One in three Brits recoils at old photos of themselves decked out in shell suits or low-rise jeans. A survey of 2,000 adults found these outfits, along with peplum tops, overly distressed jeans, multi-pocket cargo trousers and velour tracksuits, top the regrets.
Participants scroll back to 2016 on average before hitting a style they want to forget. Three in 10 delete the images outright. Overall, 34% wish they could wipe away one specific fashion mistake, while 32% feel outright pain from the reminders.
Gen Z adults under 24 suffer the most from these blasts from the past. Those aged 35 to 44, older Millennials, rank second. Seventeen percent have trashed photos over bad hair or makeup. Fifteen percent ditch shots where they aren’t looking at the camera. Fourteen percent blame the clothes.
The poll, commissioned by Samsung, ties into the company’s Galaxy AI and Photo Assist’s Generative Edit features. Comedian and former model Michelle de Swarte partnered with the tech giant to demonstrate how people can tweak old images.
De Swarte modeled in outfits she now calls questionable. “There’s a lot of photographic evidence of me taking fashion very seriously while wearing things I absolutely shouldn’t have trusted,” she said. Shoots gone wrong meant living with bad bags, loud logos or blinked eyes forever, she added.
“Fashion should be playful, not something that jumps out of your camera roll and humbles you years later,” de Swarte said. “Being able to keep the memory and quietly fix the bits that didn’t age well is a welcome evolution.”
More than half of social media users, 55%, said they would post with more confidence if they could erase fashion errors without scrapping whole photos. Thirty-seven percent want AI to slip modern items into vintage snaps.

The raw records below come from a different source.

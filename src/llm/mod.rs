//! Inference capability: `infer(prompt, temperature) -> text`.
//! The local and remote backends are interchangeable behind one trait.

pub mod ollama;
pub mod openai;

use anyhow::Result;
use async_trait::async_trait;
use std::sync::Arc;

use crate::config::{LlmProvider, PipelineConfig};
use crate::error::InferenceError;

pub use ollama::OllamaBackend;
pub use openai::OpenAiCompatBackend;

#[async_trait]
pub trait InferenceBackend: Send + Sync {
    async fn infer(
        &self,
        prompt: &str,
        temperature: f32,
        max_tokens: u32,
    ) -> Result<String, InferenceError>;

    /// Cheap reachability check used at startup.
    async fn probe(&self) -> Result<()>;

    fn name(&self) -> &'static str;
}

pub type DynBackend = Arc<dyn InferenceBackend>;

/// Factory: build the backend selected by `cfg.provider`.
pub fn build_backend(cfg: &PipelineConfig) -> Result<DynBackend> {
    let timeout = cfg.inference_timeout();
    match cfg.provider {
        LlmProvider::Local => Ok(Arc::new(OllamaBackend::new(
            &cfg.local_base_url,
            &cfg.model,
            cfg.context_window,
            timeout,
        )?)),
        LlmProvider::Remote => Ok(Arc::new(OpenAiCompatBackend::new(
            &cfg.remote_base_url,
            &cfg.api_key,
            &cfg.model,
            timeout,
        )?)),
    }
}

pub(crate) fn trim_base(base: &str) -> String {
    base.trim_end_matches('/').to_string()
}

/// Shorten a backend error body for logs.
pub(crate) fn clip(s: &str, max: usize) -> String {
    if s.chars().count() <= max {
        s.to_string()
    } else {
        let mut out: String = s.chars().take(max).collect();
        out.push_str("...");
        out
    }
}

Samsung launched the research alongside its Galaxy S25 Ultra smartphone. Annika Bizon, a company spokesperson, said trends shift fast, but old photos feel stuck. “Our research clearly shows that photos of our past style decisions can feel permanent,” Bizon said.
De Swarte’s modeling days exposed her to trends that bombed with time. The poll captures a wider unease. Adults rummage through digital archives and wince. Deleting solves part of the problem. AI promises more.
Younger crowds lead in regret. Under-24s haunt their own feeds most. Millennials in their late 30s and early 40s trail them. Everyone unites on shell suits as public enemy No. 1.